*DATASET RECORDS:*

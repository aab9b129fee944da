//! Read API over the materialized election view.
//!
//! Every response type serializes with camelCase field names. Store failures
//! surface as a [`QueryError`] carrying only a generic message; the
//! underlying cause is logged and kept as the error source.

use std::sync::Arc;

use chrono::{DateTime, Utc};
use serde::Serialize;
use thiserror::Error;
use tracing::error;

use crate::error::IndexerError;
use crate::model::{Election, Vote};
use crate::store::ElectionStore;

/// A read-side failure with a client-safe message.
#[derive(Debug, Error)]
#[error("{message}")]
pub struct QueryError {
    message: &'static str,
    #[source]
    source: IndexerError,
}

impl QueryError {
    pub fn message(&self) -> &'static str {
        self.message
    }
}

#[derive(Debug, Clone, PartialEq, Eq, Serialize)]
#[serde(rename_all = "camelCase")]
pub struct ElectionSummary {
    pub election_id: String,
    pub name: String,
    pub creator: String,
    pub created_at: DateTime<Utc>,
    pub candidate_count: usize,
    pub voter_count: usize,
    pub vote_count: usize,
    pub has_ended: bool,
}

#[derive(Debug, Clone, PartialEq, Eq, Serialize)]
#[serde(rename_all = "camelCase")]
pub struct ElectionDetail {
    pub election_id: String,
    pub name: String,
    pub creator: String,
    pub created_at: DateTime<Utc>,
    pub candidates: Vec<String>,
    pub voters: Vec<String>,
    pub vote_count: usize,
    pub has_ended: bool,
    pub result: Option<ResultSummary>,
}

#[derive(Debug, Clone, PartialEq, Eq, Serialize)]
#[serde(rename_all = "camelCase")]
pub struct ResultSummary {
    pub winner: Option<String>,
    pub total_votes: u64,
}

#[derive(Debug, Clone, PartialEq, Eq, Serialize)]
#[serde(rename_all = "camelCase")]
pub struct CandidateTally {
    pub candidate_address: String,
    pub vote_count: usize,
}

#[derive(Debug, Clone, PartialEq, Eq, Serialize)]
#[serde(rename_all = "camelCase")]
pub struct VoterStatus {
    pub voter_address: String,
    pub has_voted: bool,
}

#[derive(Debug, Clone, PartialEq, Eq, Serialize)]
#[serde(rename_all = "camelCase")]
pub struct VoteRecord {
    pub voter_address: String,
    pub candidate_address: String,
    pub tx_digest: String,
    pub created_at: DateTime<Utc>,
}

#[derive(Debug, Clone, PartialEq, Eq, Serialize)]
#[serde(rename_all = "camelCase")]
pub struct CandidateShare {
    pub candidate_address: String,
    pub vote_count: usize,
    /// Share of `total_votes`, two decimals (`"0.00"` when nobody voted).
    pub percentage: String,
}

#[derive(Debug, Clone, PartialEq, Eq, Serialize)]
#[serde(rename_all = "camelCase")]
pub struct ElectionResults {
    pub election_id: String,
    pub has_ended: bool,
    pub winner: Option<String>,
    /// Number of materialized votes (not the count reported by the end event).
    pub total_votes: usize,
    /// Ordered by vote count, highest first.
    pub candidates: Vec<CandidateShare>,
}

#[derive(Debug, Clone, PartialEq, Eq, Serialize)]
#[serde(rename_all = "camelCase")]
pub struct HealthReport {
    pub status: &'static str,
    pub timestamp: DateTime<Utc>,
    pub database: &'static str,
    #[serde(skip_serializing_if = "Option::is_none")]
    pub error: Option<&'static str>,
}

impl HealthReport {
    pub fn is_healthy(&self) -> bool {
        self.error.is_none()
    }
}

/// Query facade over an [`ElectionStore`].
#[derive(Clone)]
pub struct ElectionQueries {
    store: Arc<dyn ElectionStore>,
}

impl ElectionQueries {
    pub fn new(store: Arc<dyn ElectionStore>) -> Self {
        Self { store }
    }

    /// Every election, newest first, with row counts.
    pub async fn list_elections(&self) -> Result<Vec<ElectionSummary>, QueryError> {
        const MSG: &str = "Failed to fetch elections";
        let elections = self.store.list_elections().await.map_err(fail(MSG))?;

        let mut out = Vec::with_capacity(elections.len());
        for election in elections {
            let id = election.election_id.as_str();
            let counts = self.store.election_counts(id).await.map_err(fail(MSG))?;
            let has_ended = self.store.find_result(id).await.map_err(fail(MSG))?.is_some();
            out.push(ElectionSummary {
                election_id: election.election_id,
                name: election.name,
                creator: election.creator_address,
                created_at: election.created_at,
                candidate_count: counts.candidates,
                voter_count: counts.voters,
                vote_count: counts.votes,
                has_ended,
            });
        }
        Ok(out)
    }

    /// `Ok(None)` when the election is unknown.
    pub async fn election(&self, election_id: &str) -> Result<Option<ElectionDetail>, QueryError> {
        const MSG: &str = "Failed to fetch election";
        let Some(Election {
            election_id,
            name,
            creator_address,
            created_at,
            ..
        }) = self.store.find_election(election_id).await.map_err(fail(MSG))?
        else {
            return Ok(None);
        };

        let candidates = self.store.candidates(&election_id).await.map_err(fail(MSG))?;
        let voters = self.store.voters(&election_id).await.map_err(fail(MSG))?;
        let counts = self.store.election_counts(&election_id).await.map_err(fail(MSG))?;
        let result = self.store.find_result(&election_id).await.map_err(fail(MSG))?;

        Ok(Some(ElectionDetail {
            election_id,
            name,
            creator: creator_address,
            created_at,
            candidates: candidates.into_iter().map(|c| c.candidate_address).collect(),
            voters: voters.into_iter().map(|v| v.voter_address).collect(),
            vote_count: counts.votes,
            has_ended: result.is_some(),
            result: result.map(|r| ResultSummary {
                winner: r.winner_address,
                total_votes: r.total_votes,
            }),
        }))
    }

    /// Candidates in registration order with their vote counts.
    pub async fn candidates(&self, election_id: &str) -> Result<Vec<CandidateTally>, QueryError> {
        const MSG: &str = "Failed to fetch candidates";
        let candidates = self.store.candidates(election_id).await.map_err(fail(MSG))?;
        let votes = self.store.votes(election_id).await.map_err(fail(MSG))?;

        Ok(candidates
            .into_iter()
            .map(|c| CandidateTally {
                vote_count: votes_for(&votes, &c.candidate_address),
                candidate_address: c.candidate_address,
            })
            .collect())
    }

    pub async fn voters(&self, election_id: &str) -> Result<Vec<VoterStatus>, QueryError> {
        const MSG: &str = "Failed to fetch voters";
        let voters = self.store.voters(election_id).await.map_err(fail(MSG))?;
        let votes = self.store.votes(election_id).await.map_err(fail(MSG))?;

        Ok(voters
            .into_iter()
            .map(|v| VoterStatus {
                has_voted: votes.iter().any(|vote| vote.voter_address == v.voter_address),
                voter_address: v.voter_address,
            })
            .collect())
    }

    /// Votes, newest first.
    pub async fn votes(&self, election_id: &str) -> Result<Vec<VoteRecord>, QueryError> {
        let votes = self
            .store
            .votes(election_id)
            .await
            .map_err(fail("Failed to fetch votes"))?;

        Ok(votes
            .into_iter()
            .map(|v| VoteRecord {
                voter_address: v.voter_address,
                candidate_address: v.candidate_address,
                tx_digest: v.tx_digest,
                created_at: v.created_at,
            })
            .collect())
    }

    pub async fn results(&self, election_id: &str) -> Result<ElectionResults, QueryError> {
        const MSG: &str = "Failed to fetch results";
        let candidates = self.store.candidates(election_id).await.map_err(fail(MSG))?;
        let votes = self.store.votes(election_id).await.map_err(fail(MSG))?;
        let result = self.store.find_result(election_id).await.map_err(fail(MSG))?;

        let total_votes = votes.len();
        let mut shares: Vec<CandidateShare> = candidates
            .into_iter()
            .map(|c| {
                let vote_count = votes_for(&votes, &c.candidate_address);
                CandidateShare {
                    candidate_address: c.candidate_address,
                    vote_count,
                    percentage: percentage(vote_count, total_votes),
                }
            })
            .collect();
        // Stable: ties keep registration order
        shares.sort_by(|a, b| b.vote_count.cmp(&a.vote_count));

        Ok(ElectionResults {
            election_id: election_id.to_string(),
            has_ended: result.is_some(),
            winner: result.and_then(|r| r.winner_address),
            total_votes,
            candidates: shares,
        })
    }

    /// Store reachability. Never fails; an unreachable store is reported in
    /// the body.
    pub async fn health(&self) -> HealthReport {
        match self.store.health_check().await {
            Ok(()) => HealthReport {
                status: "healthy",
                timestamp: Utc::now(),
                database: "connected",
                error: None,
            },
            Err(e) => {
                error!(error = %e, "health check failed");
                HealthReport {
                    status: "unhealthy",
                    timestamp: Utc::now(),
                    database: "disconnected",
                    error: Some("Database connection failed"),
                }
            }
        }
    }
}

fn fail(message: &'static str) -> impl Fn(IndexerError) -> QueryError {
    move |source| {
        error!(error = %source, "{message}");
        QueryError { message, source }
    }
}

fn votes_for(votes: &[Vote], candidate_address: &str) -> usize {
    votes
        .iter()
        .filter(|v| v.candidate_address == candidate_address)
        .count()
}

/// `count / total` as a percentage with two decimals, halves rounded up.
fn percentage(count: usize, total: usize) -> String {
    if total == 0 {
        return "0.00".to_string();
    }
    let (count, total) = (count as u64, total as u64);
    let hundredths = (count * 20_000 + total) / (2 * total);
    format!("{}.{:02}", hundredths / 100, hundredths % 100)
}
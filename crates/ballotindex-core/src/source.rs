//! The event source contract.

use async_trait::async_trait;

use crate::cursor::EventCursor;
use crate::error::IndexerError;
use crate::types::{EventFilter, EventPage};

/// A ledger node able to answer paged, filtered event queries.
///
/// Pages are returned in ascending ledger order. `after = None` starts at the
/// beginning of history; otherwise the page begins strictly after `after`.
#[async_trait]
pub trait EventSource: Send + Sync {
    async fn query_events(
        &self,
        filter: &EventFilter,
        after: Option<&EventCursor>,
        limit: usize,
    ) -> Result<EventPage, IndexerError>;

    /// Endpoint identifier for logs.
    fn endpoint(&self) -> &str;
}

*PROBLEM TO WORK ON:*
The lines from the beginning of the records through the line containing "use crate::store::ElectionStore;" should be reproduced exactly. Include nothing else.

*RESPONSE:*
repository aab9b129fee944da
//! Read API over the materialized election view.
//!
//! Every response type serializes with camelCase field names. Store failures
//! surface as a [`QueryError`] carrying only a generic message; the
//! underlying cause is logged and kept as the error source.

use std::sync::Arc;

use chrono::{DateTime, Utc};
use serde::Serialize;
use thiserror::Error;
use tracing::error;

use crate::error::IndexerError;
use crate::model::{Election, Vote};
use crate::store::ElectionStore;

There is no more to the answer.